» Work instructions: Retype all of the entries that appear below, keeping them exactly as they are.

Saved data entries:
use serde::{Deserialize, Serialize};

use crate::error::CheckError;

/// All analysis thresholds in one struct.
///
/// The defaults are tuned for outlines drawn at a units-per-em in the
/// hundreds to low thousands. Serializable so presets can be stored as
/// JSON; missing fields fall back to the defaults.
#[derive(Debug, Clone, PartialEq, Serialize, Deserialize)]
#[serde(default, rename_all = "camelCase")]
pub struct CheckConfig {
    // -- Point / segment tests --
    /// A line whose horizontal or vertical delta is in `(0, near_miss_max]`
    /// is reported as almost, but not exactly, axis aligned.
    pub near_miss_max: f64,
    /// Maximum distance (units) between an extreme point and a vertical
    /// metric or blue zone edge for the point to be reported.
    pub metrics_zone_threshold: f64,
    /// Decimal places used when comparing handle angles at smooth points.
    pub unsmooth_angle_precision: u32,
    /// Longer/shorter sub-chord ratio above which handles are uneven.
    pub uneven_handle_ratio: f64,
    /// Both sub-chords must be at least this long to be compared.
    pub uneven_handle_min_length: f64,
    /// Half-length of the synthetic ray built through a handle when
    /// looking for indirect handle crossings.
    pub handle_ray_half_width: f64,
    /// Half-length of the "infinite" perpendicular rays used by the
    /// uneven handle test.
    pub long_ray_length: f64,
    /// Whether smooth curve points are also tested for being removable.
    pub detect_unnecessary_curve_points: bool,
    /// Allowed deviation, as a fraction of the combined arc length, when
    /// testing whether a curve point can be removed.
    pub curve_point_leash: f64,
    /// Number of samples per curve for the removable curve point test.
    pub curve_point_samples: usize,

    // -- Contour tests --
    /// Contours whose bounding box area is at or below this are flagged.
    pub small_contour_max_area: f64,
    /// Width/height tolerance when pairing curves for symmetry.
    pub curve_symmetry_size_tolerance: f64,
    /// Handle length tolerance when pairing curves for symmetry.
    pub curve_symmetry_handle_tolerance: f64,

    // -- Glyph tests --
    /// Tolerance window around each registered stem snap value.
    pub stem_tolerance: f64,
    /// Side-bearings differing by `(0, symmetry_max_difference]` are flagged.
    pub symmetry_max_difference: f64,
    /// Overlap removal may merge at most this many contours before the
    /// glyph is considered to have too many overlapping contours.
    pub overlap_contour_excess: usize,
}

impl Default for CheckConfig {
    fn default() -> Self {
        Self {
            near_miss_max: 5.0,
            metrics_zone_threshold: 5.0,
            unsmooth_angle_precision: 0,
            uneven_handle_ratio: 1.5,
            uneven_handle_min_length: 3.0,
            handle_ray_half_width: 1000.0,
            long_ray_length: 100_000.0,
            detect_unnecessary_curve_points: true,
            curve_point_leash: 0.035,
            curve_point_samples: 10,
            small_contour_max_area: 4.0,
            curve_symmetry_size_tolerance: 5.0,
            curve_symmetry_handle_tolerance: 10.0,
            stem_tolerance: 5.0,
            symmetry_max_difference: 5.0,
            overlap_contour_excess: 2,
        }
    }
}

impl CheckConfig {
    /// Parse a (possibly partial) JSON preset.
    pub fn from_json(text: &str) -> Result<Self, CheckError> {
        serde_json::from_str(text).map_err(|e| CheckError::InvalidConfig(e.to_string()))
    }
}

» Your response:
use serde::{Deserialize, Serialize};

use crate::error::CheckError;

/// All analysis thresholds in one struct.
///
/// The defaults are tuned for outlines drawn at a units-per-em in the
/// hundreds to low thousands. Serializable so presets can be stored as
/// JSON; missing fields fall back to the defaults.
#[derive(Debug, Clone, PartialEq, Serialize, Deserialize)]
#[serde(default, rename_all = "camelCase")]
pub struct CheckConfig {
    // -- Point / segment tests --
    /// A line whose horizontal or vertical delta is in `(0, near_miss_max]`
    /// is reported as almost, but not exactly, axis aligned.
    pub near_miss_max: f64,
    /// Maximum distance (units) between an extreme point and a vertical
    /// metric or blue zone edge for the point to be reported.
    pub metrics_zone_threshold: f64,
    /// Decimal places used when comparing handle angles at smooth points.
    pub unsmooth_angle_precision: u32,
    /// Longer/shorter sub-chord ratio above which handles are uneven.
    pub uneven_handle_ratio: f64,
    /// Both sub-chords must be at least this long to be compared.
    pub uneven_handle_min_length: f64,
    /// Half-length of the synthetic ray built through a handle when
    /// looking for indirect handle crossings.
    pub handle_ray_half_width: f64,
    /// Half-length of the "infinite" perpendicular rays used by the
    /// uneven handle test.
    pub long_ray_length: f64,
    /// Whether smooth curve points are also tested for being removable.
    pub detect_unnecessary_curve_points: bool,
    /// Allowed deviation, as a fraction of the combined arc length, when
    /// testing whether a curve point can be removed.
    pub curve_point_leash: f64,
    /// Number of samples per curve for the removable curve point test.
    pub curve_point_samples: usize,

    // -- Contour tests --
    /// Contours whose bounding box area is at or below this are flagged.
    pub small_contour_max_area: f64,
    /// Width/height tolerance when pairing curves for symmetry.
    pub curve_symmetry_size_tolerance: f64,
    /// Handle length tolerance when pairing curves for symmetry.
    pub curve_symmetry_handle_tolerance: f64,

    // -- Glyph tests --
    /// Tolerance window around each registered stem snap value.
    pub stem_tolerance: f64,
    /// Side-bearings differing by `(0, symmetry_max_difference]` are flagged.
    pub symmetry_max_difference: f64,
    /// Overlap removal may merge at most this many contours before the
    /// glyph is considered to have too many overlapping contours.
    pub overlap_contour_excess: usize,
}

impl Default for CheckConfig {
    fn default() -> Self {
        Self {
            near_miss_max: 5.0,
            metrics_zone_threshold: 5.0,
            unsmooth_angle_precision: 0,
            uneven_handle_ratio: 1.5,
            uneven_handle_min_length: 3.0,
            handle_ray_half_width: 1000.0,
            long_ray_length: 100_000.0,
            detect_unnecessary_curve_points: true,
            curve_point_leash: 0.035,
            curve_point_samples: 10,
            small_contour_max_area: 4.0,
            curve_symmetry_size_tolerance: 5.0,
            curve_symmetry_handle_tolerance: 10.0,
            stem_tolerance: 5.0,
            symmetry_max_difference: 5.0,
            overlap_contour_excess: 2,
        }
    }
}

impl CheckConfig {
    /// Parse a (possibly partial) JSON preset.
    pub fn from_json(text: &str) -> Result<Self, CheckError> {
        serde_json::from_str(text).map_err(|e| CheckError::InvalidConfig(e.to_string()))
    }
}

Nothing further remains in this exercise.